- _Supplied information_

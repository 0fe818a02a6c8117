//! Adapter collaborator contract for async relationship data.
//!
//! # Responsibility
//! - Describe how the store asks a remote source for relationship data.
//!
//! # Invariants
//! - Adapter futures are `'static`: they capture owned inputs only and never
//!   borrow the store.
//! - The store calls the adapter at most once per relationship until that
//!   fetch settles.

use crate::model::key::RecordKey;
use crate::payload::EntityPayload;
use futures::future::LocalBoxFuture;
use std::error::Error;
use std::fmt::{Display, Formatter};

pub type AdapterResult<T> = Result<T, AdapterError>;

/// Opaque failure reported by an adapter.
#[derive(Debug, Clone, PartialEq, Eq)]
pub struct AdapterError {
    message: String,
}

impl AdapterError {
    pub fn new(message: impl Into<String>) -> Self {
        Self {
            message: message.into(),
        }
    }

    pub fn message(&self) -> &str {
        &self.message
    }
}

impl Display for AdapterError {
    fn fmt(&self, f: &mut Formatter<'_>) -> std::fmt::Result {
        write!(f, "adapter error: {}", self.message)
    }
}

impl Error for AdapterError {}

/// Result of a link fetch: one record (or none) or a collection.
#[derive(Debug, Clone, PartialEq)]
pub enum LinkPayload {
    One(Option<EntityPayload>),
    Many(Vec<EntityPayload>),
}

/// Remote source of relationship data.
pub trait Adapter {
    /// Fetches the related record of the belongs-to `owner.field`.
    fn fetch_related_record(
        &self,
        owner: &RecordKey,
        field: &str,
    ) -> LocalBoxFuture<'static, AdapterResult<Option<EntityPayload>>>;

    /// Fetches the related records of the has-many `owner.field`.
    fn fetch_related_records(
        &self,
        owner: &RecordKey,
        field: &str,
    ) -> LocalBoxFuture<'static, AdapterResult<Vec<EntityPayload>>>;

    /// Fetches relationship data from a remote locator.
    fn fetch_by_link(&self, link: &str) -> LocalBoxFuture<'static, AdapterResult<LinkPayload>>;
}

- _Your objective_
The lines to return run from the one containing "fn fetch_by_link(&self, link: &str)" through the last line of the records above. Give them exactly and include nothing more.

- _Output below_
    fn fetch_by_link(&self, link: &str) -> LocalBoxFuture<'static, AdapterResult<LinkPayload>>;
}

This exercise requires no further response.